LA DAME AU SAC ET LE HÉRON

Budapest est d’autant plus époustouflante qu’on a, pour y parvenir depuis la Roumanie, traversé d’ennuyeuses étendues où alternaient, invariablement, champs de maïs et champs de tournesols, la fleur de ces derniers s’affaissant désormais, desséchée et même cramoisie comme je le remarque toujours vers la mi-août, au moment de passer sur le versant mélancoliquement descendant des vacances. Comme j’ai surtout marché (34 kilomètres en deux jours m’indique mon compteur), tâchant de cadrer au mieux mes cartes postales, pas ou peu d’anecdotes au sujet de la capitale hongroise.
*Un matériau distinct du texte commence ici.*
use std::{
    cell::{Cell, RefCell},
    ffi::{CString, c_int, c_void},
    ptr,
    rc::Rc,
};

use mlua_sys as ffi;

use crate::{
    config::BridgeConfig,
    error::{BridgeError, ContractViolation, LuaStatus},
    host::HostError,
    object::{LuaObject, LuaType},
    proxy,
    slots::{SlotId, SlotTable},
    stack::{Stack, StackGuard, ensure_stack, pull_value, push_value},
    tracer::BridgeTracer,
    trampoline::trampoline,
    translate::Handler,
    value::{MultiValue, Value},
};

static ANCHOR_KEY: u8 = 0;
static LIBRARY_KEY: u8 = 0;

pub(crate) fn anchor_key() -> *const c_void {
    (&raw const ANCHOR_KEY).cast()
}

pub(crate) fn library_key() -> *const c_void {
    (&raw const LIBRARY_KEY).cast()
}

/// Userdata stored in the registry; owns the bridge state for the interpreter's lifetime.
pub(crate) type Anchor = Option<Rc<Shared>>;

/// Per-interpreter bridge state.
pub(crate) struct Shared {
    /// Main thread; null once the interpreter is closed.
    main: Cell<*mut ffi::lua_State>,
    /// Thread the host is currently running on: the main thread, or the coroutine whose
    /// trampoline is executing.
    current: Cell<*mut ffi::lua_State>,
    slots: RefCell<SlotTable>,
    config: BridgeConfig,
    tracer: RefCell<Box<dyn BridgeTracer>>,
    traceback: RefCell<Option<String>>,
}

/// Slot usage of one interpreter.
#[derive(Debug, Clone, Copy, PartialEq, Eq)]
pub struct SlotStats {
    pub live: usize,
    pub capacity: usize,
}

/// Handle to an interpreter with the bridge installed.
///
/// Handles are cheap to clone and do not own the interpreter: an owned interpreter is
/// closed by dropping its [`Runtime`](crate::Runtime), an embedded one by whoever created it.
/// Every operation on a closed interpreter fails with [`ContractViolation::Closed`].
#[derive(Clone)]
pub struct Lua {
    pub(crate) shared: Rc<Shared>,
}

/// Restores the previous current thread on drop.
pub(crate) struct ThreadScope<'a> {
    shared: &'a Shared,
    previous: *mut ffi::lua_State,
}

impl Drop for ThreadScope<'_> {
    fn drop(&mut self) {
        self.shared.current.set(self.previous);
    }
}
Un si court séjour laisse peu de temps au hasard de l’aventure ou à celui de l’enquête et le récit de mes difficultés à trouver refuge (réservation annulée puis finalement rétablie), ceux du choix cornélien entre la douche sans pommeau (un simple tuyau souple) ou avec (jets horizontaux et non verticaux aux quatre points cardinaux de la cabine non hermétique), de l’oubli de mon sac de victuailles dans un frigo (et de penser à ma mère me disant toujours : « Bélot, le mieux est l’ennemi du bien. »), de l’achat d’une nouvelle valise « façon Burberry » (35 euros) en remplacement de la précédente décidément réfractaire à l’idée même qu’une valise puisse rouler et dans l’espoir compréhensible de ne plus voir se retourner les piétons sur mon passage comme pour m’indiquer sournoisement, compte tenu du bruit très désagréable effectivement produit, qu’une valise ne se traîne pas au sol et qu’il était de loin préférable de porter la mienne sur mon dos, de changer ses roulettes (mais à l’époque de l’obsolescence programmée, même dans les ex pays du bloc soviétique notons-le bien, cette opération semble tout à fait irréaliste voire utopique en Hongrie où la langue en usage est totalement incompréhensible) ou donc d’en acheter une neuve façon Burberry ou non, celui, enfin, de cette dame en face de moi au moment où je note ces pauvres circonstances, fouillant compulsivement le contenu de son sac, pliant et repliant chaque ticket de carte bleue, zippant et dézippant chacune de ses fermetures Éclair, ne me paraissent pas indispensables, fussent-ils sous forme de prétérition. Le mieux qu’il y ait à faire est donc de regarder quelques photos.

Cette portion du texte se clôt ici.